The object of the present invention is to develop a copper alloy as an electrode material that is less reactive with carbon, and to provide a surgical hemostasis device to which biological tissue does not adhere during ablation.

``Means for Solving the Problems'' This invention is a surgical method in which electrodes made of an alloy of copper and alumina are attached to the tips of two nearly parallel rod-shaped metal bodies whose base ends are connected to a high-frequency power source. This device is used as a hemostatic device.

"Operation" When performing hemostasis by cauterization, the living tissue will not adhere to the electrode, and the cauterization will not be interrupted or the living tissue will be detached.

"Example" Next, one embodiment of this invention will be described.

In FIG. 1, reference numerals 7 and 7 are two rod-shaped metal bodies made of iron or the like, which are held substantially parallel to each other by an insulator 8 attached to the proximal end, and are configured like a Vincent. 2
Although not shown, the base end of the rod-shaped metal body 7゜7 of the book is connected to the second
Similar to the conventional one shown in the figure, a high frequency power source 5\C is connected via a switch 4. Rod-shaped metal body7.
The tip of No. 7 is made of an alloy of copper (Cu) and alumina (U, O,) dispersed therein, and has a sharp tip. ,? are attached together by brazing.

In manufacturing the electrode 9 of the alloy in which Cu K Idl s Os is dispersed, first, a Cu-k1 alloy is melted,
Particles with an average diameter of about 10 μm are produced by water-cooled atomization. Next, by heating these particles at a temperature of 800°C for 5 hours to selectively oxidize M, kAJ, O,
An alloy structure with finely dispersed particles is obtained. After compacting these particles, they are sintered, and the resulting sintered body is forged into a wire rod and drawn to increase its hardness.

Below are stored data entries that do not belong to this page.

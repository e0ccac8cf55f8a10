//! The endpoint that parses an SMS forwarded by the mobile client.

use axum::{
    Json,
    extract::{
        Path, State,
        rejection::{JsonRejection, PathRejection},
    },
    response::{IntoResponse, Response},
};
use serde::{Deserialize, Serialize};
use time::{OffsetDateTime, format_description::well_known::Rfc3339};

use crate::{
    Error,
    sms::{InboundMessage, SmsState, SmsTransaction, create_sms_transaction},
    user::UserID,
};

/// The request body for parsing an SMS.
///
/// All three fields are required. An empty `message` or `sender` is valid
/// and simply classifies as "not a transaction".
#[derive(Debug, Clone, Serialize, Deserialize)]
pub struct ParseSmsRequest {
    /// The SMS text.
    pub message: String,
    /// The sender ID the SMS arrived from.
    pub sender: String,
    /// When the phone received the SMS, as an RFC 3339 date-time.
    pub timestamp: String,
}

impl ParseSmsRequest {
    /// Convert the request into an [InboundMessage].
    ///
    /// # Errors
    /// Returns [Error::InvalidSms] if the timestamp is not RFC 3339.
    pub fn into_message(self) -> Result<InboundMessage, Error> {
        let received_at = OffsetDateTime::parse(&self.timestamp, &Rfc3339).map_err(|error| {
            Error::InvalidSms(format!(
                "timestamp \"{}\" is not an RFC 3339 date-time: {error}",
                self.timestamp
            ))
        })?;

        Ok(InboundMessage {
            text: self.message,
            sender_id: self.sender,
            received_at,
        })
    }
}

/// The response body for a parsed SMS.
#[derive(Debug, Clone, PartialEq, Serialize, Deserialize)]
pub struct ParseSmsResponse {
    /// The stored candidate, or `null` if the SMS is not a transaction.
    pub parsed: Option<SmsTransaction>,
    /// A short description of the outcome.
    pub message: String,
}

/// Parse an SMS and store it as an unprocessed candidate if it is a bank
/// transaction.
///
/// A message that is not a transaction is a normal outcome and returns 200
/// with `parsed: null`. Only malformed requests are errors.
pub async fn parse_sms_endpoint(
    State(state): State<SmsState>,
    user_id: Result<Path<i64>, PathRejection>,
    request: Result<Json<ParseSmsRequest>, JsonRejection>,
) -> Response {
    let Path(user_id) = match user_id {
        Ok(user_id) => user_id,
        Err(rejection) => return Error::InvalidSms(rejection.body_text()).into_response(),
    };

    let Json(request) = match request {
        Ok(request) => request,
        Err(rejection) => return Error::InvalidSms(rejection.body_text()).into_response(),
    };

    let message = match request.into_message() {
        Ok(message) => message,
        Err(error) => return error.into_response(),
    };

    let result = match state.extractor.extract(&message) {
        Some(result) => result,
        None => {
            return Json(ParseSmsResponse {
                parsed: None,
                message: "SMS is not a transaction message".to_owned(),
            })
            .into_response();
        }
    };

    let connection = match state.db_connection.lock() {
        Ok(connection) => connection,
        Err(error) => {
            tracing::error!("could not acquire database lock: {error}");
            return Error::DatabaseLockError.into_response();
        }
    };

    match create_sms_transaction(UserID::new(user_id), &message, &result, &connection) {
        Ok(sms) => {
            tracing::info!(
                "Stored SMS transaction {} for user {} with confidence {:.2}",
                sms.id,
                sms.user_id,
                sms.confidence
            );

            Json(ParseSmsResponse {
                parsed: Some(sms),
                message: "SMS parsed successfully".to_owned(),
            })
            .into_response()
        }
        Err(error) => {
            tracing::error!("An unexpected error occurred while storing an SMS transaction: {error}");

            error.into_response()
        }
    }
}
//! The API endpoints URIs.
//!
//! For endpoints that take a parameter, e.g., '/api/users/{user_id}/sms/parse', use [format_endpoint].

/// The route for checking that the server is up.
pub const HEALTH: &str = "/api/health";
/// The route for parsing an SMS forwarded by a user's phone.
pub const PARSE_SMS: &str = "/api/users/{user_id}/sms/parse";
/// The route for listing a user's SMS transactions that have not been reconciled.
pub const UNPROCESSED_SMS: &str = "/api/users/{user_id}/sms/unprocessed";
/// The route for marking an SMS transaction as reconciled.
pub const PROCESS_SMS: &str = "/api/sms/{sms_id}/process";

/// Replace the parameter in `endpoint_path` with `id`.
///
/// A parameter is a string that starts with a left brace and ends with a
/// right brace. For example, in the endpoint path '/users/{user_id}',
/// '{user_id}' is the parameter.
///
/// Only the first parameter is replaced. If no parameter is found in
/// `endpoint_path`, the function returns the original `endpoint_path`.
pub fn format_endpoint(endpoint_path: &str, id: i64) -> String {
    let Some(param_start) = endpoint_path.find('{') else {
        return endpoint_path.to_owned();
    };

    let param_end = endpoint_path[param_start..]
        .find('}')
        .map(|end| param_start + end + 1)
        .unwrap_or(endpoint_path.len());

    format!(
        "{}{}{}",
        &endpoint_path[..param_start],
        id,
        &endpoint_path[param_end..]
    )
}
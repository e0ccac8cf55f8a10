//! Implements a struct that holds the state of the REST server.

use std::sync::{Arc, Mutex};

use rusqlite::Connection;

use crate::{
    Error,
    db::initialize,
    sms::{Extractor, ExtractorConfig},
};

/// The state of the REST server.
#[derive(Debug, Clone)]
pub struct AppState {
    /// The database connection
    pub db_connection: Arc<Mutex<Connection>>,

    /// The SMS extractor shared by all request handlers.
    pub extractor: Arc<Extractor>,
}

impl AppState {
    /// Create a new [AppState] with a SQLite database connection and the
    /// rule tables for SMS extraction.
    ///
    /// This function will initialize the database by adding the tables for the domain models.
    ///
    /// # Errors
    /// Returns an error if the database cannot be initialized or `extractor_config` is invalid.
    pub fn new(db_connection: Connection, extractor_config: ExtractorConfig) -> Result<Self, Error> {
        initialize(&db_connection)?;

        let extractor = Extractor::new(extractor_config)?;

        Ok(Self {
            db_connection: Arc::new(Mutex::new(db_connection)),
            extractor: Arc::new(extractor),
        })
    }
}
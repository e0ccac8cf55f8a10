//! SMS Ledger turns bank SMS notifications into candidate transactions.
//!
//! The mobile client forwards each SMS it receives. The server decides
//! whether the message came from a bank, extracts the amount, direction,
//! merchant and a category guess, and stores the result until a
//! reconciliation step turns it into a confirmed transaction.
//!
//! This library provides the extractor and a JSON REST API around it.

#![warn(missing_docs)]

use std::{net::SocketAddr, time::Duration};

use axum::{
    Json,
    http::StatusCode,
    response::{IntoResponse, Response},
};
use axum_server::Handle;
use serde_json::json;
use tokio::signal;

mod app_state;
mod db;
pub mod endpoints;
mod logging;
mod not_found;
mod routing;
pub mod sms;
pub mod user;

pub use app_state::AppState;
pub use db::initialize as initialize_db;
pub use logging::{LOG_BODY_LENGTH_LIMIT, logging_middleware};
pub use routing::build_router;

use crate::sms::SmsTransactionId;

/// An async task that waits for either the ctrl+c or terminate signal, whichever comes first, and
/// then signals the server to shut down gracefully.
///
/// `handle` is a handle to an Axum `Server`.
pub async fn graceful_shutdown(handle: Handle<SocketAddr>) {
    let ctrl_c = async {
        signal::ctrl_c()
            .await
            .expect("failed to install Ctrl+C handler");
    };

    #[cfg(unix)]
    let terminate = async {
        signal::unix::signal(signal::unix::SignalKind::terminate())
            .expect("failed to install signal handler")
            .recv()
            .await;
    };

    #[cfg(not(unix))]
    let terminate = std::future::pending::<()>();

    tokio::select! {
        _ = ctrl_c => {
            tracing::debug!("Received ctrl+c signal.");
            handle.graceful_shutdown(Some(Duration::from_secs(1)));
        },
        _ = terminate => {
            tracing::debug!("Received terminate signal.");
            handle.graceful_shutdown(Some(Duration::from_secs(1)));
        },
    }
}

/// The errors that may occur in the application.
///
/// An SMS that is not a transaction is not an error; see
/// [sms::Extractor::extract].
#[derive(Debug, thiserror::Error, PartialEq)]
pub enum Error {
    /// The request to parse an SMS was malformed, e.g. a required field is
    /// missing or the timestamp is not RFC 3339.
    #[error("invalid SMS request: {0}")]
    InvalidSms(String),

    /// The extractor's rule tables could not be loaded or are unusable.
    #[error("invalid extractor config: {0}")]
    InvalidConfig(String),

    /// Tried to store an extraction result that has no amount.
    ///
    /// A result without an amount is not a transaction and must be discarded.
    #[error("cannot store an SMS transaction without an amount")]
    MissingAmount,

    /// A stored direction string did not match a known direction.
    #[error("unknown transaction direction \"{0}\"")]
    InvalidDirection(String),

    /// A stored category string did not match a known category.
    #[error("unknown category \"{0}\"")]
    InvalidCategory(String),

    /// The requested resource was not found.
    ///
    /// Internally, this error may occur when a query returns no rows.
    #[error("the requested resource could not be found")]
    NotFound,

    /// The SMS transaction has already been linked to a transaction.
    #[error("SMS transaction {0} has already been processed")]
    AlreadyProcessed(SmsTransactionId),

    /// An unhandled/unexpected SQL error.
    #[error("an unexpected SQL error occurred: {0}")]
    SqlError(rusqlite::Error),

    /// Could not acquire the database lock
    #[error("could not acquire the database lock")]
    DatabaseLockError,
}

impl From<rusqlite::Error> for Error {
    fn from(value: rusqlite::Error) -> Self {
        match value {
            rusqlite::Error::QueryReturnedNoRows => Error::NotFound,
            error => {
                tracing::error!("an unhandled SQL error occurred: {}", error);
                Error::SqlError(error)
            }
        }
    }
}

impl Error {
    fn status_and_code(&self) -> (StatusCode, &'static str) {
        match self {
            Error::InvalidSms(_) | Error::MissingAmount => {
                (StatusCode::BAD_REQUEST, "VALIDATION_ERROR")
            }
            Error::NotFound => (StatusCode::NOT_FOUND, "NOT_FOUND"),
            Error::AlreadyProcessed(_) => (StatusCode::CONFLICT, "ALREADY_PROCESSED"),
            _ => (StatusCode::INTERNAL_SERVER_ERROR, "INTERNAL_SERVER_ERROR"),
        }
    }
}

impl IntoResponse for Error {
    fn into_response(self) -> Response {
        let (status, code) = self.status_and_code();

        let message = if status == StatusCode::INTERNAL_SERVER_ERROR {
            // Any errors that are not handled above are not intended to be shown to the client.
            tracing::error!("An unexpected error occurred: {}", self);
            "An unexpected error occurred, check the server logs for more details.".to_owned()
        } else {
            self.to_string()
        };

        (
            status,
            Json(json!({
                "error": {
                    "code": code,
                    "message": message,
                }
            })),
        )
            .into_response()
    }
}

#[cfg(test)]
mod error_response_tests {
    use axum::{http::StatusCode, response::IntoResponse};

    use crate::Error;

    async fn body_json(error: Error) -> (StatusCode, serde_json::Value) {
        let response = error.into_response();
        let status = response.status();
        let bytes = axum::body::to_bytes(response.into_body(), usize::MAX)
            .await
            .unwrap();

        (status, serde_json::from_slice(&bytes).unwrap())
    }

    #[tokio::test]
    async fn validation_error_is_bad_request_with_details() {
        let (status, body) = body_json(Error::InvalidSms("missing field `message`".to_owned())).await;

        assert_eq!(status, StatusCode::BAD_REQUEST);
        assert_eq!(body["error"]["code"], "VALIDATION_ERROR");
        assert!(
            body["error"]["message"]
                .as_str()
                .unwrap()
                .contains("missing field")
        );
    }

    #[tokio::test]
    async fn internal_errors_hide_details() {
        let (status, body) = body_json(Error::InvalidCategory("SNACKS".to_owned())).await;

        assert_eq!(status, StatusCode::INTERNAL_SERVER_ERROR);
        assert!(!body["error"]["message"].as_str().unwrap().contains("SNACKS"));
    }

    #[test]
    fn no_rows_maps_to_not_found() {
        assert_eq!(
            Error::from(rusqlite::Error::QueryReturnedNoRows),
            Error::NotFound
        );
    }
}
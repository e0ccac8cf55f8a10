//! User identifiers.
//!
//! Users are authenticated upstream; this service only needs their ID to
//! scope stored SMS records.

use std::fmt::Display;

use serde::{Deserialize, Serialize};

/// A newtype wrapper for integer user IDs.
///
/// This helps disambiguate user IDs from other types of IDs, leading to better compile time
/// errors.
#[derive(Clone, Copy, Debug, PartialEq, Eq, Serialize, Deserialize, Hash)]
pub struct UserID(i64);

impl UserID {
    /// Create a new user ID.
    pub fn new(id: i64) -> Self {
        Self(id)
    }

    /// Cast the user ID to a 64 bit integer.
    pub fn as_i64(&self) -> i64 {
        self.0
    }
}

impl Display for UserID {
    fn fmt(&self, f: &mut std::fmt::Formatter<'_>) -> std::fmt::Result {
        self.0.fmt(f)
    }
}
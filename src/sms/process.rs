//! Marks an SMS transaction as reconciled with a confirmed transaction.

use axum::{
    Json,
    extract::{
        Path, State,
        rejection::{JsonRejection, PathRejection},
    },
    response::{IntoResponse, Response},
};
use serde::{Deserialize, Serialize};

use crate::{
    Error,
    sms::{SmsState, SmsTransaction, SmsTransactionId, mark_sms_transaction_processed},
};

/// The request body for marking an SMS transaction as processed.
#[derive(Debug, Clone, Serialize, Deserialize)]
pub struct ProcessSmsRequest {
    /// The confirmed transaction created from the SMS.
    pub transaction_id: i64,
}

/// The response body for a processed SMS transaction.
#[derive(Debug, Clone, PartialEq, Serialize, Deserialize)]
pub struct ProcessSmsResponse {
    /// The SMS transaction after it was marked processed.
    pub sms_transaction: SmsTransaction,
}

/// Link an SMS transaction to the transaction created from it.
pub async fn process_sms_endpoint(
    State(state): State<SmsState>,
    sms_id: Result<Path<SmsTransactionId>, PathRejection>,
    request: Result<Json<ProcessSmsRequest>, JsonRejection>,
) -> Response {
    let Path(sms_id) = match sms_id {
        Ok(sms_id) => sms_id,
        Err(rejection) => return Error::InvalidSms(rejection.body_text()).into_response(),
    };

    let Json(request) = match request {
        Ok(request) => request,
        Err(rejection) => return Error::InvalidSms(rejection.body_text()).into_response(),
    };

    let connection = match state.db_connection.lock() {
        Ok(connection) => connection,
        Err(error) => {
            tracing::error!("could not acquire database lock: {error}");
            return Error::DatabaseLockError.into_response();
        }
    };

    match mark_sms_transaction_processed(sms_id, request.transaction_id, &connection) {
        Ok(sms_transaction) => {
            tracing::info!(
                "SMS transaction {sms_id} processed into transaction {}",
                request.transaction_id
            );

            Json(ProcessSmsResponse { sms_transaction }).into_response()
        }
        Err(error) => {
            tracing::warn!("Could not process SMS transaction {sms_id}: {error}");

            error.into_response()
        }
    }
}

#[cfg(test)]
mod process_sms_endpoint_tests {
    use axum::{Router, http::StatusCode, routing::post};
    use axum_test::TestServer;
    use rust_decimal_macros::dec;
    use serde_json::{Value, json};
    use time::macros::datetime;

    use crate::{
        endpoints::{self, format_endpoint},
        sms::{
            ExtractionResult, InboundMessage, SmsState, SmsTransaction, create_sms_transaction,
            process::ProcessSmsResponse, process_sms_endpoint, state::test_sms_state,
        },
        user::UserID,
    };

    fn state_with_sms() -> (SmsState, SmsTransaction) {
        let state = test_sms_state();
        let sms = {
            let connection = state.db_connection.lock().unwrap();
            create_sms_transaction(
                UserID::new(1),
                &InboundMessage::new("Rs 10 spent", "HDFCBK", datetime!(2025-01-12 10:30 UTC)),
                &ExtractionResult {
                    amount: Some(dec!(10)),
                    direction: None,
                    merchant: None,
                    category: None,
                    account_hint: None,
                    confidence: 0.8,
                },
                &connection,
            )
            .unwrap()
        };

        (state, sms)
    }

    fn get_test_server(state: SmsState) -> TestServer {
        let app = Router::new()
            .route(endpoints::PROCESS_SMS, post(process_sms_endpoint))
            .with_state(state);

        TestServer::new(app).expect("Could not create test server.")
    }

    #[tokio::test]
    async fn marks_sms_processed() {
        let (state, sms) = state_with_sms();
        let server = get_test_server(state);

        let response = server
            .post(&format_endpoint(endpoints::PROCESS_SMS, sms.id))
            .json(&json!({ "transaction_id": 99 }))
            .await;

        response.assert_status_ok();
        let body: ProcessSmsResponse = response.json();
        assert!(body.sms_transaction.is_processed);
        assert_eq!(body.sms_transaction.transaction_id, Some(99));
    }

    #[tokio::test]
    async fn processing_twice_is_a_conflict() {
        let (state, sms) = state_with_sms();
        let server = get_test_server(state);
        let path = format_endpoint(endpoints::PROCESS_SMS, sms.id);

        server
            .post(&path)
            .json(&json!({ "transaction_id": 99 }))
            .await
            .assert_status_ok();
        let response = server
            .post(&path)
            .json(&json!({ "transaction_id": 100 }))
            .await;

        response.assert_status(StatusCode::CONFLICT);
        let body: Value = response.json();
        assert_eq!(body["error"]["code"], "ALREADY_PROCESSED");
    }

    #[tokio::test]
    async fn missing_sms_is_not_found() {
        let server = get_test_server(test_sms_state());

        let response = server
            .post(&format_endpoint(endpoints::PROCESS_SMS, 12345))
            .json(&json!({ "transaction_id": 1 }))
            .await;

        response.assert_status(StatusCode::NOT_FOUND);
    }

    #[tokio::test]
    async fn missing_transaction_id_is_a_validation_error() {
        let (state, sms) = state_with_sms();
        let server = get_test_server(state);

        let response = server
            .post(&format_endpoint(endpoints::PROCESS_SMS, sms.id))
            .json(&json!({}))
            .await;

        response.assert_status(StatusCode::BAD_REQUEST);
    }
}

Conventional electrodes 5 made of copper or other alloys were sometimes deformed due to softening during brazing to the tip of rod-shaped metal body 1 or softening due to discharge heat. The electrode 9 is made of an alloy in which copperized alumina is dispersed, and the melting point of copper (
It exhibits such heat resistance that its hardness does not soften up to temperatures close to 1,083°C.

The larger the amount of alumina, the higher the hardness, but as the amount of alumina added increases, the adhesion of living tissue 6 increases. A suitable amount of addition is α1 to α7%.

"Effects of the Invention" According to the present invention, when performing hemostasis by cauterization, the living tissue does not adhere to the electrode, so there is no need to peel off the living tissue when the ablation is interrupted, and proper hemostasis can be achieved. .

Furthermore, since the electrode has high hardness, the electrode will not be deformed by the heat of brazing or electric discharge, making it possible to obtain a hemostasis device with good operability.

[Brief explanation of the drawing]

FIG. 1 is a perspective view of an embodiment of the present invention, and FIG. 2 is an explanatory diagram of a surgical hemostasis device using cauterization. 5... High frequency power supply 7... Rod-shaped metal object? ...
electrode

Claims (1)

[Claims] 1) A surgical hemostasis device characterized by having electrodes made of an alloy of copper and alumina dispersed at the tips of two nearly parallel metal rods whose base ends are connected to a high-frequency power source.